I’ve looked everywhere. There’s a low
graze of desperation in my throat, which
stings as I call their names. I uproot one
of the ladies and use her to beat back a
path through the others, until they look
almost young again in the freshness
of their bruises. When I get back to the
pond most of the spinsters have frosted
in the ground. The children are there
wearing new fur coats. One is putting logs
on a fire, while the other pulls dinner
from the snow.
©Hannah Mettner, from Fully clothed and so forgetful (Victoria University Press, 2017)

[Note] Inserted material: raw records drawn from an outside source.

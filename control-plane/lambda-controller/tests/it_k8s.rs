// Integration tests require a running Kubernetes cluster with the Lambda CRDs
// applied (`cargo run --bin crdgen | kubectl apply -f -`). Ignored by default.

use std::sync::Arc;
use std::time::Duration;

use kube::{
    Client,
    api::{Api, DeleteParams, PostParams},
};
use lambda_controller::aws::{InMemoryLambda, LambdaApi};
use lambda_controller::controller::references::KubeReferenceReader;
use lambda_controller::controller::{Engine, run_controllers};
use lambda_controller::crd::AckStatus;
use lambda_controller::crd::alias::{Alias, AliasSpec};
use lambda_controller::crd::common::AwsResourceReferenceWrapper;
use lambda_controller::crd::function::{Function, FunctionCode, FunctionSpec};
use tokio_util::sync::CancellationToken;

mod common;
use common::{ACCOUNT, REGION, test_config, uniq};

/// Aborts the controller task when the test ends, whatever the outcome.
struct ControllerGuard {
    shutdown: CancellationToken,
    handle: tokio::task::JoinHandle<()>,
}

impl Drop for ControllerGuard {
    fn drop(&mut self) {
        self.shutdown.cancel();
        self.handle.abort();
    }
}

fn start_controller(client: Client, lambda: InMemoryLambda) -> ControllerGuard {
    let shutdown = CancellationToken::new();
    let engine = Arc::new(Engine::new(
        Arc::new(lambda),
        Arc::new(KubeReferenceReader::new(client.clone())),
        test_config(),
        shutdown.clone(),
    ));
    let handle = tokio::spawn(async move {
        let _ = run_controllers(client, engine).await;
    });
    ControllerGuard { shutdown, handle }
}

async fn wait_until<F, Fut>(what: &str, mut f: F)
where
    F: FnMut() -> Fut,
    Fut: std::future::Future<Output = bool>,
{
    for _ in 0..30 {
        if f().await {
            return;
        }
        tokio::time::sleep(Duration::from_millis(1000)).await;
    }
    panic!("timed out waiting for {what}");
}

#[test_log::test(tokio::test)]
#[ignore]
async fn function_and_alias_converge_through_the_api_server() {
    let client = Client::try_default().await.expect("kube client");
    let ns = "default";
    let lambda = InMemoryLambda::new(ACCOUNT, REGION);
    let _guard = start_controller(client.clone(), lambda.clone());

    let fn_cr = uniq("lambda-it-fn");
    let functions: Api<Function> = Api::namespaced(client.clone(), ns);
    let f = Function::new(
        &fn_cr,
        FunctionSpec {
            name: fn_cr.clone(),
            role: Some("arn:aws:iam::111122223333:role/lambda-basic".into()),
            runtime: Some("python3.12".into()),
            handler: Some("main.handler".into()),
            code: Some(FunctionCode {
                s3_bucket: Some("artifacts".into()),
                s3_key: Some("app.zip".into()),
                ..Default::default()
            }),
            ..Default::default()
        },
    );
    functions
        .create(&PostParams::default(), &f)
        .await
        .expect("create Function");

    let aliases: Api<Alias> = Api::namespaced(client.clone(), ns);
    let a = Alias::new(
        &uniq("lambda-it-alias"),
        AliasSpec {
            name: "live".into(),
            function_ref: Some(AwsResourceReferenceWrapper::named(&fn_cr)),
            function_version: "$LATEST".into(),
            ..Default::default()
        },
    );
    let a = aliases
        .create(&PostParams::default(), &a)
        .await
        .expect("create Alias");
    let alias_name = a.metadata.name.clone().unwrap_or_default();

    wait_until("function synced", || {
        let functions = functions.clone();
        let name = fn_cr.clone();
        async move {
            functions
                .get_opt(&name)
                .await
                .ok()
                .flatten()
                .and_then(|f| f.status)
                .is_some_and(|s| s.ack().is_synced())
        }
    })
    .await;
    wait_until("alias synced", || {
        let aliases = aliases.clone();
        let name = alias_name.clone();
        async move {
            aliases
                .get_opt(&name)
                .await
                .ok()
                .flatten()
                .and_then(|a| a.status)
                .is_some_and(|s| s.ack().is_synced())
        }
    })
    .await;
    assert!(lambda.get_alias(&fn_cr, "live").await.is_ok());

    let _ = aliases.delete(&alias_name, &DeleteParams::default()).await;
    let _ = functions.delete(&fn_cr, &DeleteParams::default()).await;
    wait_until("function deleted", || {
        let functions = functions.clone();
        let name = fn_cr.clone();
        async move { matches!(functions.get_opt(&name).await, Ok(None)) }
    })
    .await;
    assert!(lambda.get_function(&fn_cr).await.is_err());
}
pub mod actions;
pub mod conditions;
pub mod evaluator;

pub use actions::FsmAction;
pub use evaluator::{EvalInput, EvalOutput, Phase, Remote, evaluate};

// Unit tests for FSM evaluator live in a sibling module file
#[cfg(test)]
mod evaluator_tests;
//! An in-process emulation of the Lambda control plane.
//!
//! It keeps AWS's observable semantics where the reconciler depends on
//! them: version numbers only grow, `PublishVersion` is a no-op when nothing
//! changed, event source mappings delete asynchronously, functions can sit
//! in `Pending`, and every mutating call is counted so idempotence can be
//! asserted.

use std::collections::{BTreeMap, BTreeSet};
use std::sync::Arc;

use async_trait::async_trait;
use base64::Engine;
use sha2::{Digest, Sha256};
use tokio::sync::Mutex;
use tracing::trace;
use uuid::Uuid;

use super::arn::{function_arn, function_name};
use super::error::AwsError;
use super::model::*;
use super::policy::render_policy;
use super::{LATEST, LambdaApi};

struct FunctionRecord {
    config: FunctionConfiguration,
    image_uri: Option<String>,
    tags: BTreeMap<String, String>,
    reserved_concurrency: Option<i32>,
    code_signing_config_arn: Option<String>,
    event_invoke: BTreeMap<String, EventInvokeConfig>,
    aliases: BTreeMap<String, AliasConfiguration>,
    provisioned: BTreeMap<String, ProvisionedConcurrency>,
    policies: BTreeMap<String, Vec<Permission>>,
    versions: BTreeMap<u64, FunctionConfiguration>,
    last_version: u64,
    /// `$LATEST` as it was when `last_version` was published.
    published_fingerprint: Option<FunctionConfiguration>,
    pending_reads_left: u32,
}

struct MappingRecord {
    config: EventSourceMappingConfiguration,
    /// Reads left before a deleting mapping disappears.
    deleting_reads_left: Option<u32>,
}

#[derive(Default)]
struct LayerRecord {
    last_version: i64,
    versions: BTreeMap<i64, LayerVersionDescription>,
}

struct InMemoryLambdaInner {
    account_id: String,
    region: String,
    functions: BTreeMap<String, FunctionRecord>,
    mappings: BTreeMap<String, MappingRecord>,
    code_signing_configs: BTreeMap<String, CodeSigningConfigDescription>,
    url_configs: BTreeMap<(String, String), FunctionUrlConfig>,
    layers: BTreeMap<String, LayerRecord>,
    objects: BTreeMap<String, String>,
    missing_images: BTreeSet<String>,
    calls: Vec<String>,
    faults: Vec<(String, AwsError)>,
    pending_reads: u32,
    mapping_delete_reads: u32,
}

#[derive(Clone)]
pub struct InMemoryLambda {
    inner: Arc<Mutex<InMemoryLambdaInner>>,
}

fn compute_sha256(data: &[u8]) -> String {
    let mut hasher = Sha256::new();
    hasher.update(data);
    base64::engine::general_purpose::STANDARD.encode(hasher.finalize())
}

fn now_iso() -> String {
    chrono::Utc::now()
        .format("%Y-%m-%dT%H:%M:%S%.3f+0000")
        .to_string()
}

fn new_revision() -> String {
    Uuid::new_v4().to_string()
}

fn qualifier_key(qualifier: Option<&str>) -> String {
    qualifier.unwrap_or(LATEST).to_string()
}

fn function_not_found(region: &str, account_id: &str, name: &str) -> AwsError {
    AwsError::not_found(format!(
        "Function not found: {}",
        function_arn(region, account_id, name)
    ))
}

fn object_key(bucket: &str, key: &str, version: Option<&str>) -> String {
    match version {
        Some(v) => format!("s3://{bucket}/{key}?versionId={v}"),
        None => format!("s3://{bucket}/{key}"),
    }
}

/// Configuration fields that make two publications identical.
fn publish_fingerprint(c: &FunctionConfiguration) -> FunctionConfiguration {
    FunctionConfiguration {
        function_name: c.function_name.clone(),
        version: None,
        function_arn: String::new(),
        revision_id: None,
        last_modified: None,
        state: None,
        state_reason: None,
        last_update_status: None,
        description: c.description.clone(),
        ..c.clone()
    }
}

impl InMemoryLambdaInner {
    fn function(&self, name_or_arn: &str) -> Result<&FunctionRecord, AwsError> {
        let name = function_name(name_or_arn);
        self.functions
            .get(name)
            .ok_or_else(|| function_not_found(&self.region, &self.account_id, name))
    }

    fn function_mut(
        &mut self,
        name_or_arn: &str,
    ) -> Result<&mut FunctionRecord, AwsError> {
        let name = function_name(name_or_arn).to_string();
        let (region, account) = (self.region.clone(), self.account_id.clone());
        self.functions
            .get_mut(&name)
            .ok_or_else(|| function_not_found(&region, &account, &name))
    }

    /// Fail with an injected fault for `op`, or record the call.
    fn mutate(&mut self, op: &str) -> Result<(), AwsError> {
        self.read(op)?;
        self.calls.push(op.to_string());
        Ok(())
    }

    fn read(&mut self, op: &str) -> Result<(), AwsError> {
        if let Some(idx) = self.faults.iter().position(|(o, _)| o == op) {
            let (_, err) = self.faults.remove(idx);
            trace!(op, %err, "injected fault");
            return Err(err);
        }
        Ok(())
    }

    fn code_sha(&self, code: &FunctionCode) -> String {
        if let Some(uri) = &code.image_uri {
            return compute_sha256(uri.as_bytes());
        }
        let key = object_key(
            code.s3_bucket.as_deref().unwrap_or_default(),
            code.s3_key.as_deref().unwrap_or_default(),
            code.s3_object_version.as_deref(),
        );
        self.objects
            .get(&key)
            .cloned()
            .unwrap_or_else(|| compute_sha256(key.as_bytes()))
    }

    fn check_image(&self, code: &FunctionCode) -> Result<(), AwsError> {
        match &code.image_uri {
            Some(uri) if self.missing_images.contains(uri) => {
                Err(AwsError::invalid_parameter(format!(
                    "Source image {uri} does not exist. Provide a valid source image."
                )))
            }
            _ => Ok(()),
        }
    }

    fn qualifier_exists(rec: &FunctionRecord, qualifier: &str) -> bool {
        qualifier == LATEST
            || rec.aliases.contains_key(qualifier)
            || qualifier
                .parse::<u64>()
                .map(|v| rec.versions.contains_key(&v))
                .unwrap_or(false)
    }

    fn resource_arn(rec: &FunctionRecord, qualifier: &str) -> String {
        if qualifier == LATEST {
            rec.config.function_arn.clone()
        } else {
            format!("{}:{}", rec.config.function_arn, qualifier)
        }
    }

    /// Count one read against a pending change; activate once none are left.
    fn settle(rec: &mut FunctionRecord) {
        if rec.pending_reads_left > 0 {
            rec.pending_reads_left -= 1;
            return;
        }
        rec.config.state = Some("Active".into());
        rec.config.state_reason = None;
        rec.config.last_update_status = Some("Successful".into());
    }

    fn touch(rec: &mut FunctionRecord, pending_reads: u32) {
        rec.config.revision_id = Some(new_revision());
        rec.config.last_modified = Some(now_iso());
        rec.pending_reads_left = pending_reads;
        if pending_reads > 0 {
            rec.config.last_update_status = Some("InProgress".into());
        }
    }

    fn ensure_not_updating(
        rec: &FunctionRecord,
        name: &str,
    ) -> Result<(), AwsError> {
        if rec.config.last_update_status.as_deref() == Some("InProgress")
            || rec.config.state.as_deref() == Some("Pending")
        {
            return Err(AwsError::conflict(format!(
                "The operation cannot be performed at this time. An update is in progress for resource: {name}"
            )));
        }
        Ok(())
    }

    fn check_revision(
        rec: &FunctionRecord,
        revision: Option<&str>,
    ) -> Result<(), AwsError> {
        match revision {
            Some(r) if rec.config.revision_id.as_deref() != Some(r) => {
                Err(AwsError::precondition_failed(
                    "The Revision Id provided does not match the latest Revision Id.",
                ))
            }
            _ => Ok(()),
        }
    }
}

Author note: This is the poem that helped me realise that there was a way to integrate the emotional authenticity that I want my poems to convey (in this case the fear of ‘losing my children’) with something less literal. For me, this meant that rather than merely ‘stating facts’ in a pleasant or interesting way with line breaks, I was able to tease out multiple concepts and feelings simultaneously in an environment less concretely related to the real world. So, this poem deals with my fear of losing my children after the breakup of my relationship with their father, but holds with that the fear of a potential ‘stepmother’, and the fear of them doing fine without me, but because none of this takes place in a recognisable world (rosebushes don’t usually turn into young women), I felt freer to say all that.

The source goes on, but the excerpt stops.